Rated by TIME Magazine as one of the top five theaters in the nation performing for youth, Dallas Children’s Theatre presents the world premiere of Dont u luv me, by its resident award-winning playwright Linda Daugherty, author of national touring shows The Secret Life of Girls and EAT (It’s Not About Food). Part of the company’s “Young Adult Relevant Drama” program, the play deals with the subject of date violence, how to recognize it and how to choose healthy relationships.

Cast in the pivotal roles of CJ and Angela are two dedicated professional Dallas area actors—Montgomery Sutton and Lauren Rosen. Montgomery got his start in theater at age 3 on DCT’s stage, graduated from St. Mark’s School and recently returned to Dallas after earning his BA in theatre at NYU’s prestigious Tisch School of the Arts. Lauren is a dancer and actress studying for her BA at UNT. They create a believable, fully realized relationship. Lauren’s Angela at first is sweet and innocent, open and trusting. As Montgomery’s CJ shifts from playfully affectionate to demanding and tyrannical, Angela loses her friends, distances herself from her family and school activities to please CJ, and her inner light dims. She finds herself in a lonely, terrifying place and clearly reflects the numbing horror she must feel. Lauren makes the audience live the nightmare Angela experiences. Montgomery pleased audiences and critics alike a season ago as Romeo in Romeo & Juliet at Shakespeare Dallas. He brings the same intensity, nuance and physicality to his role as the conflicted, confused CJ. He does behave like a monster, but he also shows a vulnerability that makes his portrayal comprehensible. Director Nancy Schaeffer says, “Montgomery makes us care about CJ. We want the best for him too-but then we see the anger grow and take over his life and love.” There’s a fine line between creating too harsh extremes and sugarcoating a serious issue; director Schaeffer and her two leads confidently pull it off. From their initial cheery conversation when school starts to their escalating text messaging (shown projected on a screen upstage), CJ and Angela’s reality evolves naturally.

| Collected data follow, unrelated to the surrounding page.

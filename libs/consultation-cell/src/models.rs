use chrono::{DateTime, Utc};
use serde::{Deserialize, Serialize};
use std::collections::HashMap;
use std::fmt;
use uuid::Uuid;

use onboarding_cell::models::Profile;
use shared_models::error::AppError;

/// Recording cap enforced at submission; the browser auto-stops at the
/// same limit.
pub const MAX_VIDEO_DURATION_SECONDS: i32 = 180;

// ==============================================================================
// CORE CONSULTATION MODELS
// ==============================================================================

#[derive(Debug, Clone, Copy, Serialize, Deserialize, PartialEq, Eq)]
#[serde(rename_all = "snake_case")]
pub enum ConsultationStatus {
    Pending,
    Accepted,
    InReview,
    Prescribed,
    FollowUp,
    Completed,
    Cancelled,
}

impl ConsultationStatus {
    /// No transition leaves a terminal status.
    pub fn is_terminal(&self) -> bool {
        matches!(self, ConsultationStatus::Completed | ConsultationStatus::Cancelled)
    }
}

impl fmt::Display for ConsultationStatus {
    fn fmt(&self, f: &mut fmt::Formatter<'_>) -> fmt::Result {
        match self {
            ConsultationStatus::Pending => write!(f, "pending"),
            ConsultationStatus::Accepted => write!(f, "accepted"),
            ConsultationStatus::InReview => write!(f, "in_review"),
            ConsultationStatus::Prescribed => write!(f, "prescribed"),
            ConsultationStatus::FollowUp => write!(f, "follow_up"),
            ConsultationStatus::Completed => write!(f, "completed"),
            ConsultationStatus::Cancelled => write!(f, "cancelled"),
        }
    }
}

#[derive(Debug, Clone, Serialize, Deserialize)]
pub struct Consultation {
    pub id: Uuid,
    pub patient_id: String,
    pub doctor_id: Option<String>,
    pub status: ConsultationStatus,
    pub chief_complaint: String,
    pub video_url: Option<String>,
    pub video_duration_seconds: Option<i32>,
    pub created_at: DateTime<Utc>,
    pub updated_at: DateTime<Utc>,
    pub accepted_at: Option<DateTime<Utc>>,
    pub completed_at: Option<DateTime<Utc>>,
}

#[derive(Debug, Clone, Serialize, Deserialize)]
pub struct IntakeResponse {
    pub id: Uuid,
    pub consultation_id: Uuid,
    pub question_key: String,
    pub question_text: String,
    pub answer: String,
    pub sort_order: i32,
    pub created_at: DateTime<Utc>,
}

#[derive(Debug, Clone, Serialize, Deserialize)]
pub struct Prescription {
    pub id: Uuid,
    pub consultation_id: Uuid,
    pub doctor_id: String,
    pub medication_name: String,
    pub dosage: String,
    pub frequency: String,
    pub duration: String,
    pub quantity: Option<i32>,
    pub refills: i32,
    pub pharmacy_notes: Option<String>,
    pub notes_to_patient: Option<String>,
    pub created_at: DateTime<Utc>,
}

#[derive(Debug, Clone, Serialize, Deserialize)]
pub struct DoctorNote {
    pub id: Uuid,
    pub consultation_id: Uuid,
    pub doctor_id: String,
    pub note_text: String,
    pub created_at: DateTime<Utc>,
}

// ==============================================================================
// REQUEST/RESPONSE MODELS
// ==============================================================================

#[derive(Debug, Clone, Serialize, Deserialize)]
pub struct CreateConsultationRequest {
    pub answers: HashMap<String, String>,
    pub video_url: Option<String>,
    pub video_duration_seconds: Option<i32>,
}

#[derive(Debug, Clone, Serialize, Deserialize)]
pub struct PrescriptionRequest {
    pub medication_name: String,
    pub dosage: String,
    pub frequency: String,
    pub duration: String,
    pub quantity: Option<i32>,
    pub refills: Option<i32>,
    pub pharmacy_notes: Option<String>,
    pub notes_to_patient: Option<String>,
}

impl PrescriptionRequest {
    pub fn validate(&self) -> Result<(), ConsultationError> {
        for (field, value) in [
            ("medication_name", &self.medication_name),
            ("dosage", &self.dosage),
            ("frequency", &self.frequency),
            ("duration", &self.duration),
        ] {
            if value.trim().is_empty() {
                return Err(ConsultationError::InvalidPrescription(field.to_string()));
            }
        }
        Ok(())
    }
}

/// Lifecycle action carried in the PATCH body, dispatched on the
/// `action` tag.
#[derive(Debug, Clone, Serialize, Deserialize)]
#[serde(tag = "action", rename_all = "snake_case")]
pub enum ConsultationAction {
    Accept,
    StartReview,
    Prescribe {
        #[serde(default)]
        prescription: Option<PrescriptionRequest>,
        #[serde(default)]
        note: Option<String>,
    },
    FollowUp {
        #[serde(default)]
        note: Option<String>,
    },
    Complete,
    Cancel,
}

impl ConsultationAction {
    pub fn name(&self) -> &'static str {
        match self {
            ConsultationAction::Accept => "accept",
            ConsultationAction::StartReview => "start_review",
            ConsultationAction::Prescribe { .. } => "prescribe",
            ConsultationAction::FollowUp { .. } => "follow_up",
            ConsultationAction::Complete => "complete",
            ConsultationAction::Cancel => "cancel",
        }
    }
}

/// Full detail payload for a single consultation.
#[derive(Debug, Clone, Serialize, Deserialize)]
pub struct ConsultationDetail {
    #[serde(flatten)]
    pub consultation: Consultation,
    pub intake_responses: Vec<IntakeResponse>,
    pub prescriptions: Vec<Prescription>,
    pub patient: Option<Profile>,
    pub video_signed_url: Option<String>,
}

// ==============================================================================
// ERROR TYPES
// ==============================================================================

#[derive(Debug, Clone, thiserror::Error)]
pub enum ConsultationError {
    #[error("Consultation not found")]
    NotFound,

    #[error("Complete onboarding before using the service")]
    ProfileRequired,

    #[error("Only patients can create consultations")]
    NotPatient,

    #[error("Only doctors can perform this action")]
    NotDoctor,

    #[error("Consultation is assigned to another doctor")]
    NotAssigned,

    #[error("Consultation belongs to another patient")]
    NotOwner,

    #[error("Valid consent required. Please complete onboarding.")]
    ConsentRequired,

    #[error("Chief complaint required")]
    MissingChiefComplaint,

    #[error("Video exceeds the {MAX_VIDEO_DURATION_SECONDS} second limit")]
    VideoTooLong,

    #[error("Video duration must be a positive number of seconds")]
    InvalidVideoDuration,

    #[error("Prescription data required")]
    MissingPrescription,

    #[error("Prescription field required: {0}")]
    InvalidPrescription(String),

    #[error("Consultation already claimed by another doctor")]
    AlreadyClaimed,

    #[error("Can only cancel pending consultations")]
    NotCancellable,

    #[error("Action {action} not allowed from status {from}")]
    InvalidTransition {
        from: ConsultationStatus,
        action: &'static str,
    },

    #[error("Consultation is {0} and can no longer change")]
    Terminal(ConsultationStatus),

    #[error("Database error: {0}")]
    Database(String),
}

impl From<ConsultationError> for AppError {
    fn from(err: ConsultationError) -> Self {
        match err {
            ConsultationError::NotFound => AppError::NotFound(err.to_string()),
            ConsultationError::ProfileRequired
            | ConsultationError::NotPatient
            | ConsultationError::NotDoctor
            | ConsultationError::NotAssigned
            | ConsultationError::NotOwner => AppError::Forbidden(err.to_string()),
            ConsultationError::ConsentRequired => AppError::PreconditionFailed(err.to_string()),
            ConsultationError::MissingChiefComplaint
            | ConsultationError::VideoTooLong
            | ConsultationError::InvalidVideoDuration
            | ConsultationError::MissingPrescription
            | ConsultationError::InvalidPrescription(_) => AppError::BadRequest(err.to_string()),
            ConsultationError::AlreadyClaimed
            | ConsultationError::NotCancellable
            | ConsultationError::InvalidTransition { .. }
            | ConsultationError::Terminal(_) => AppError::Conflict(err.to_string()),
            ConsultationError::Database(msg) => AppError::Database(msg),
        }
    }
}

No holding back the stage violence in this play. Some families may hesitate to expose their teens to it, so up close and personal. Don’t be deterred. It’s well-rehearsed and choreographed precisely. No one is injured; no one gets out of control. And the point is properly made. Asked about the combat rehearsal process, Montgomery speaks from the heart: “The enacting of it is pretty tough because it’s very brutal, and to take it to a “real” place, even though it’s only fight choreography, is terrifying. The physical combat, itself, has had a very smooth evolution throughout the (rehearsal) process. We run the fight scenes before every show, and Lauren and I have a very strong trust that developed early on.” Without that trust, the play could never have the potent, positive impact it does.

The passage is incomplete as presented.